La numérisation à marche forcée des services publics contribue à faire des Caisses d’allocations familiales (CAF) un instrument de la mise en place d’une société de surveillance et de pénalisation des plus pauvres. Alors que la protection sociale est un droit universel depuis le Conseil national de la Résistance, les CAF développent une politique de plus en plus dure de contrôle des personnes en situation de précarité.

Tous fichés…

Plus de 1 000 données par personne sont collectées pour 13 millions de foyers (1), grâce à l’interconnexion de dizaines de fichiers administratifs (impôts, éducation, police, justice…) Les contrôleurs ont en outre le pouvoir de consulter nos comptes bancaires, nos factures de téléphone et d’énergie… Toutes ces données sont traitées à notre insu.

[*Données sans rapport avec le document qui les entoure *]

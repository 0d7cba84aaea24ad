// End-to-end loyalty scenarios across the engine and the token ledger

use loyalty_engine::{LoyaltyEngineContract, LoyaltyEngineContractClient, LoyaltyError};
use loyalty_token::{LoyaltyTokenContract, LoyaltyTokenContractClient};
use shared_utils::Validation;
use soroban_sdk::{testutils::Address as _, Address, Env, String};

struct LoyaltyProgramFixture {
    env: Env,
    admin: Address,
    merchant: Address,
    engine_id: Address,
    engine: LoyaltyEngineContractClient<'static>,
    token: LoyaltyTokenContractClient<'static>,
}

impl LoyaltyProgramFixture {
    fn setup(reward_rate: i128) -> Self {
        let env = Env::default();
        env.mock_all_auths();

        let admin = Address::generate(&env);
        let merchant = Address::generate(&env);

        // Deploy token ledger
        let token_id = env.register_contract(None, LoyaltyTokenContract);
        let token = LoyaltyTokenContractClient::new(&env, &token_id);
        token.initialize(&admin);

        // Deploy engine and grant it minting authority
        let engine_id = env.register_contract(None, LoyaltyEngineContract);
        let engine = LoyaltyEngineContractClient::new(&env, &engine_id);
        engine.initialize(&admin, &token_id, &reward_rate);
        token.set_minter(&admin, &engine_id, &true);

        engine.set_merchant(&admin, &merchant, &true);

        LoyaltyProgramFixture {
            env,
            admin,
            merchant,
            engine_id,
            engine,
            token,
        }
    }

    fn approve_engine(&self, customer: &Address, amount: &i128) {
        self.token.approve(customer, &self.engine_id, amount);
    }
}

// ============================================
// Catalogue + issuance + redemption walkthrough
// ============================================

#[test]
fn test_ten_percent_off_walkthrough() {
    let fixture = LoyaltyProgramFixture::setup(10);
    let customer = Address::generate(&fixture.env);
    let name = String::from_str(&fixture.env, "10% Off");

    fixture.engine.add_reward(&fixture.admin, &1, &name, &100, &2);
    let details = fixture.engine.get_reward_details(&1);
    assert_eq!(details.id, 1);
    assert_eq!(details.name, name);
    assert_eq!(details.cost, 100);
    assert_eq!(details.stock, 2);
    assert!(details.available);

    fixture.engine.issue_rewards(&fixture.merchant, &customer, &50);
    assert_eq!(fixture.engine.get_user_balance(&customer), 500);

    fixture.approve_engine(&customer, &500);
    fixture.engine.redeem_reward(&customer, &1);
    fixture.engine.redeem_reward(&customer, &1);

    assert_eq!(fixture.engine.get_reward_details(&1).stock, 0);
    assert_eq!(fixture.engine.get_user_balance(&customer), 300);

    let third = fixture.engine.try_redeem_reward(&customer, &1);
    assert_eq!(third, Err(Ok(LoyaltyError::OutOfStock)));
    assert_eq!(fixture.engine.get_user_balance(&customer), 300);
}

#[test]
fn test_non_admin_cannot_change_merchants() {
    let fixture = LoyaltyProgramFixture::setup(10);
    let intruder = Address::generate(&fixture.env);
    let accomplice = Address::generate(&fixture.env);

    let result = fixture.engine.try_set_merchant(&intruder, &accomplice, &true);
    assert_eq!(result, Err(Ok(LoyaltyError::Unauthorized)));
    assert!(!fixture.engine.is_merchant(&accomplice));
    assert!(fixture.engine.is_merchant(&fixture.merchant));
}

#[test]
fn test_zero_cost_reward_is_rejected() {
    let fixture = LoyaltyProgramFixture::setup(10);

    let result = fixture.engine.try_add_reward(
        &fixture.admin,
        &5,
        &String::from_str(&fixture.env, "Nothing"),
        &0,
        &1,
    );
    assert_eq!(result, Err(Ok(LoyaltyError::InvalidArgument)));
    assert_eq!(fixture.engine.get_reward_details(&5).cost, 0);
}

// ============================================
// Conservation across the two contracts
// ============================================

#[test]
fn test_points_are_conserved_between_customer_and_engine() {
    let fixture = LoyaltyProgramFixture::setup(3);
    let alice = Address::generate(&fixture.env);
    let bob = Address::generate(&fixture.env);

    fixture
        .engine
        .add_reward(&fixture.admin, &1, &String::from_str(&fixture.env, "Tote"), &30, &0);

    fixture.engine.issue_rewards(&fixture.merchant, &alice, &40);
    fixture.engine.issue_rewards(&fixture.merchant, &bob, &20);
    fixture.approve_engine(&alice, &120);
    fixture.approve_engine(&bob, &60);

    fixture.engine.redeem_reward(&alice, &1);
    fixture.engine.redeem_reward(&alice, &1);
    fixture.engine.redeem_reward(&bob, &1);

    let alice_balance = fixture.engine.get_user_balance(&alice);
    let bob_balance = fixture.engine.get_user_balance(&bob);
    let collected = fixture.engine.collected_balance();

    assert_eq!(alice_balance, 60);
    assert_eq!(bob_balance, 30);
    assert_eq!(collected, 90);
    assert_eq!(
        alice_balance + bob_balance + collected,
        fixture.token.total_supply()
    );

    fixture.engine.burn_collected(&fixture.admin, &90);
    assert_eq!(fixture.engine.collected_balance(), 0);
    assert_eq!(fixture.token.total_supply(), 90);
}

#[test]
fn test_pause_blocks_then_resumes_program() {
    let fixture = LoyaltyProgramFixture::setup(10);
    let customer = Address::generate(&fixture.env);
    fixture
        .engine
        .add_reward(&fixture.admin, &1, &String::from_str(&fixture.env, "Cup"), &100, &1);
    fixture.engine.issue_rewards(&fixture.merchant, &customer, &10);
    fixture.approve_engine(&customer, &100);

    fixture.engine.set_paused(&fixture.admin, &true);
    assert_eq!(
        fixture.engine.try_issue_rewards(&fixture.merchant, &customer, &10),
        Err(Ok(LoyaltyError::SystemPaused))
    );
    assert_eq!(
        fixture.engine.try_redeem_reward(&customer, &1),
        Err(Ok(LoyaltyError::SystemPaused))
    );
    assert_eq!(fixture.engine.get_reward_details(&1).stock, 1);
    assert_eq!(fixture.engine.get_user_balance(&customer), 100);

    fixture.engine.set_paused(&fixture.admin, &false);
    fixture.engine.redeem_reward(&customer, &1);
    assert_eq!(fixture.engine.get_reward_details(&1).stock, 0);
    assert_eq!(fixture.engine.get_user_balance(&customer), 0);
}

#[test]
fn test_engine_without_mint_authority_issues_nothing() {
    let env = Env::default();
    env.mock_all_auths();
    let admin = Address::generate(&env);
    let merchant = Address::generate(&env);
    let customer = Address::generate(&env);

    let token_id = env.register_contract(None, LoyaltyTokenContract);
    let token = LoyaltyTokenContractClient::new(&env, &token_id);
    token.initialize(&admin);

    // Deployment step that grants minting authority is skipped.
    let engine_id = env.register_contract(None, LoyaltyEngineContract);
    let engine = LoyaltyEngineContractClient::new(&env, &engine_id);
    engine.initialize(&admin, &token_id, &10);
    engine.set_merchant(&admin, &merchant, &true);

    let result = engine.try_issue_rewards(&merchant, &customer, &50);
    assert_eq!(result, Err(Ok(LoyaltyError::MintFailed)));
    assert_eq!(token.total_supply(), 0);

    token.set_minter(&admin, &engine_id, &true);
    engine.issue_rewards(&merchant, &customer, &50);
    assert_eq!(token.balance(&customer), 500);
}

#[test]
fn test_null_customer_receives_nothing() {
    let fixture = LoyaltyProgramFixture::setup(10);
    let null_customer = Validation::zero_address(&fixture.env);

    let result = fixture
        .engine
        .try_issue_rewards(&fixture.merchant, &null_customer, &50);
    assert_eq!(result, Err(Ok(LoyaltyError::InvalidArgument)));
    assert_eq!(fixture.engine.get_user_balance(&null_customer), 0);
    assert_eq!(fixture.token.total_supply(), 0);
}
use soroban_sdk::{contracttype, Env, String};

use crate::{DataKey, LoyaltyError};

/// A redeemable catalogue entry.
///
/// `cost == 0` marks an absent entry. `stock == 0` means unlimited only when
/// the reward was created without a stock cap (`limited == false`); a limited
/// reward at `stock == 0` is sold out.
#[contracttype]
#[derive(Clone, Debug, Eq, PartialEq)]
pub struct RewardItem {
    pub id: u64,
    pub name: String,
    pub cost: i128,
    pub stock: u32,
    pub limited: bool,
    pub available: bool,
}

impl RewardItem {
    pub fn new(id: u64, name: String, cost: i128, stock: u32) -> Self {
        RewardItem {
            id,
            name,
            cost,
            stock,
            limited: stock != 0,
            available: true,
        }
    }

    /// The all-default record returned for ids with no entry.
    pub fn empty(e: &Env) -> Self {
        RewardItem {
            id: 0,
            name: String::from_str(e, ""),
            cost: 0,
            stock: 0,
            limited: false,
            available: false,
        }
    }

    pub fn exists(&self) -> bool {
        self.cost > 0
    }

    /// Checks that one unit can be handed out. Does not mutate.
    pub fn check_redeemable(&self) -> Result<(), LoyaltyError> {
        if !self.exists() {
            return Err(LoyaltyError::NotFound);
        }
        if !self.available {
            return Err(LoyaltyError::RewardUnavailable);
        }
        if self.limited && self.stock == 0 {
            return Err(LoyaltyError::OutOfStock);
        }
        Ok(())
    }

    /// Consume one unit of stock. Unlimited rewards are left untouched.
    pub fn take_one(&mut self) -> Result<(), LoyaltyError> {
        if !self.limited {
            return Ok(());
        }
        self.stock = self.stock.checked_sub(1).ok_or(LoyaltyError::OutOfStock)?;
        Ok(())
    }
}

// ─── Storage helpers ──────────────────────────────────────────────────────────

pub fn read_reward(e: &Env, id: u64) -> Option<RewardItem> {
    e.storage()
        .persistent()
        .get::<_, RewardItem>(&DataKey::Reward(id))
}

/// Present entry at `id`, or `NotFound`.
pub fn require_reward(e: &Env, id: u64) -> Result<RewardItem, LoyaltyError> {
    match read_reward(e, id) {
        Some(item) if item.exists() => Ok(item),
        _ => Err(LoyaltyError::NotFound),
    }
}

pub fn write_reward(e: &Env, item: &RewardItem) {
    e.storage()
        .persistent()
        .set(&DataKey::Reward(item.id), item);
}
//! Checked arithmetic on token amounts.
//!
//! Every helper returns `None` instead of wrapping or panicking so callers can
//! surface a typed overflow error.

pub struct SafeMath;

impl SafeMath {
    pub fn mul(a: i128, b: i128) -> Option<i128> {
        a.checked_mul(b)
    }

    pub fn add(a: i128, b: i128) -> Option<i128> {
        a.checked_add(b)
    }

    /// Subtraction that also refuses to go below zero.
    pub fn sub_non_negative(a: i128, b: i128) -> Option<i128> {
        match a.checked_sub(b) {
            Some(v) if v >= 0 => Some(v),
            _ => None,
        }
    }
}
//! Distributional distance between n-gram frequency tables.

use std::hash::Hash;

use eci_core::types::collections::FxHashMap;

/// Jensen-Shannon divergence in bits between two frequency tables.
///
/// Symmetric and bounded to `[0, 1]`. An empty table has no distribution to
/// compare, so any comparison involving one is maximal (1.0).
pub fn jensen_shannon<K: Hash + Eq>(p: &FxHashMap<K, usize>, q: &FxHashMap<K, usize>) -> f64 {
    let p_total: usize = p.values().sum();
    let q_total: usize = q.values().sum();
    if p_total == 0 || q_total == 0 {
        return 1.0;
    }
    let (p_total, q_total) = (p_total as f64, q_total as f64);

    let mut divergence = 0.0;
    for (key, &count) in p {
        let pk = count as f64 / p_total;
        let qk = q.get(key).map_or(0.0, |&c| c as f64 / q_total);
        let m = 0.5 * (pk + qk);
        divergence += 0.5 * pk * (pk / m).log2();
        if qk > 0.0 {
            divergence += 0.5 * qk * (qk / m).log2();
        }
    }
    for (key, &count) in q {
        if p.contains_key(key) {
            continue;
        }
        // qk / m = 2 when pk = 0
        divergence += 0.5 * (count as f64 / q_total);
    }

    divergence.clamp(0.0, 1.0)
}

Chaque allocataire fait l’objet d’un profilage établi par un logiciel, mais selon des variables définies par des décisions humaines. Des algorithmes déterminent des « scores de risque » de fraude, qui débouchent sur un véritable harcèlement des personnes en difficulté. Sont qualifiés de « risque » les variations de revenus, les situations familiales atypiques, la naissance hors de France… Il en résulte un ciblage des contrôles sur les personnes précaires, handicapées ou vulnérables.

Plus de 32 millions de contrôles automatisés ont été réalisés par les CAF en 2020. Les témoignages collectés confirment la concentration de ces contrôles sur les femmes seules avec enfants, les chômeurs, des personnes handicapées, d’origine étrangère…

Des contrôles indignes et illégaux

Les méthodes de contrôle sont tout aussi inacceptables. La plupart de ces contrôles sont déclenchés automatiquement, sans en informer les allocataires et parfois sans notification, ce qui est contraire à la loi. Juridiquement la fraude doit être intentionnelle, mais ici les incompréhensions, les difficultés face au numérique, les erreurs, y compris celles des CAF, sont assimilées à de la fraude (2).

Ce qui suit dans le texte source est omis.